L'addiction toxique à la tristesse : je refuse d'aller mieux
Par Grisaille le 21 février 2026
C'est inavouable. Mais quand je sens une petite lueur de joie, ou une journée qui se passe bien, je panique. Je m'isole, je mets des musiques tristes qui me détruisent, et je me force à replonger. La tristesse est devenue ma zone de confort. C'est familier, c'est comme une vieille couverture chaude. J'ai peur du bonheur, car il est instable et peut être perdu. Le désespoir au moins, on sait à quoi s'attendre.
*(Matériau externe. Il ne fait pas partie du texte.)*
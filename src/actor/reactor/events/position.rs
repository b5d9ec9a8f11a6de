//! Remembering where the PiP window was and putting new ones back there.

use std::rc::Rc;

use tracing::{debug, info, instrument, trace, warn};

use crate::actor::reactor::{
    PERSIST_DEBOUNCE, RESTORE_RETRIES, RESTORE_RETRY_INTERVAL, Reactor,
};
use crate::model::{Rect, TrackedWindow};
use crate::sys::timer::{TimerId, TimerQueue, Timeout};
use crate::sys::window_system::{
    SharedWindowSystem, Signal, Source, Subscription, WindowId, WindowSystem,
};

pub struct PositionEventHandler;

impl PositionEventHandler {
    /// Follows size and position changes. Does nothing if either listener is
    /// already attached; a listener the host refuses is left unset without
    /// affecting the other one.
    pub fn connect_geometry_listeners(reactor: &mut Reactor, window: WindowId) {
        let host = Rc::clone(&reactor.host);
        let Some(record) = reactor.window_manager.windows.get_mut(&window) else {
            return;
        };
        if record.has_geometry_listeners() {
            return;
        }
        record.size_listener = Self::connect(&host, window, Signal::Size);
        record.position_listener = Self::connect(&host, window, Signal::Position);
    }

    pub fn disconnect_geometry_listeners(reactor: &mut Reactor, window: WindowId) {
        if let Some(record) = reactor.window_manager.windows.get_mut(&window) {
            Self::release_geometry(&mut reactor.timers, record);
        }
    }

    /// Cancels the record's pending timers and drops its geometry listeners.
    pub fn release_geometry(timers: &mut TimerQueue, record: &mut TrackedWindow) {
        for id in record.take_timers() {
            timers.cancel(id);
        }
        record.size_listener = None;
        record.position_listener = None;
    }

    /// Restarts the window's quiet period; the frame is only remembered once
    /// it has stopped changing for [`PERSIST_DEBOUNCE`].
    pub fn queue_store_position(reactor: &mut Reactor, window: WindowId) {
        if !reactor.settings.remember_position {
            return;
        }
        let Some(record) = reactor.window_manager.windows.get_mut(&window) else {
            return;
        };
        if let Some(pending) = record.debounce_timer.take() {
            reactor.timers.cancel(pending);
        }
        record.debounce_timer =
            Some(reactor.timers.schedule(PERSIST_DEBOUNCE, Timeout::Persist(window)));
    }

    pub fn handle_persist_timeout(reactor: &mut Reactor, id: TimerId, window: WindowId) {
        let Some(record) = reactor.window_manager.windows.get_mut(&window) else {
            return;
        };
        if record.debounce_timer != Some(id) {
            trace!(%window, "Stale persist timer");
            return;
        }
        record.debounce_timer = None;
        Self::store_position(reactor, window);
    }

    /// Remembers the window's current frame if it is valid.
    pub fn store_position(reactor: &mut Reactor, window: WindowId) -> bool {
        let Some(rect) = reactor.host.frame_rect(window) else {
            trace!(%window, "No frame to remember");
            return false;
        };
        if !reactor.position_store.save(rect) {
            trace!(%window, %rect, "Ignoring transient geometry");
            return false;
        }
        info!(
            %window,
            x = rect.x,
            y = rect.y,
            width = rect.width,
            height = rect.height,
            "Stored PiP position"
        );
        true
    }

    /// Moves the window to the remembered position now and twice more as the
    /// window manager settles. Any sequence already running for the window is
    /// cancelled first.
    #[instrument(skip(reactor))]
    pub fn maybe_restore(reactor: &mut Reactor, window: WindowId) {
        let Some(position) = reactor.position_store.get() else {
            debug!(%window, "No remembered position");
            return;
        };
        let Some(record) = reactor.window_manager.windows.get_mut(&window) else {
            return;
        };
        for pending in record.restore_timers.drain(..) {
            reactor.timers.cancel(pending);
        }

        Self::apply_restore(&*reactor.host, window, position, 0);

        record.restore_timers = (1..=RESTORE_RETRIES)
            .map(|attempt| {
                reactor.timers.schedule(
                    RESTORE_RETRY_INTERVAL * u32::from(attempt),
                    Timeout::Restore { window, attempt, position },
                )
            })
            .collect();
    }

    pub fn handle_restore_timeout(
        reactor: &mut Reactor,
        id: TimerId,
        window: WindowId,
        attempt: u8,
        position: Rect,
    ) {
        let Some(record) = reactor.window_manager.windows.get_mut(&window) else {
            return;
        };
        let Some(index) = record.restore_timers.iter().position(|&pending| pending == id) else {
            trace!(%window, attempt, "Stale restore timer");
            return;
        };
        record.restore_timers.remove(index);
        Self::apply_restore(&*reactor.host, window, position, attempt);
    }

    fn apply_restore(host: &dyn WindowSystem, window: WindowId, position: Rect, attempt: u8) {
        if let Some(workspace) = host.window_workspace(window)
            && let Err(err) = host.activate_workspace(workspace, host.current_time())
        {
            warn!(%window, %workspace, %err, "Could not activate workspace");
        }
        match host.move_frame(window, true, position.x, position.y) {
            Ok(()) => info!(%window, attempt, x = position.x, y = position.y, "Restore attempt"),
            Err(err) => warn!(%window, attempt, %err, "Restore attempt failed"),
        }
    }

    fn connect(
        host: &SharedWindowSystem,
        window: WindowId,
        signal: Signal,
    ) -> Option<Subscription> {
        Subscription::connect(host, Source::Window(window), signal)
            .inspect_err(|err| debug!(%window, ?signal, %err, "Geometry listener not attached"))
            .ok()
    }
}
Le sabotage est permanent.
Réponses
Echo_Lointain - 21/02/2026
Je fais exactement la même chose. C'est l'identité de victime. 'Si je ne suis plus la personne brisée, alors qui suis-je ?' La peur de l'inconnu est terrifiante.
JusteRien - 21/02/2026
La joie demande de la vulnérabilité. La tristesse c'est une armure. C'est logique que ton cerveau traumatisé choisisse l'armure.
BruitDeFond - 21/02/2026
Les playlists 'dépression à 3h du matin' sont de vrais poisons qu'on s'injecte volontairement. Faut casser le rituel, même si c'est dur.
Akihiro - 21/02/2026
L'auto-sabotage par peur de la chute. Si tu es déjà au fond du trou, tu ne crains plus de tomber. Une logique malade mais implacable.
Cendre - 21/02/2026
Il faut accepter de laisser mourir cette partie de toi. C'est un vrai deuil. Autorise-toi à être heureux, tu ne trahis personne en allant bien.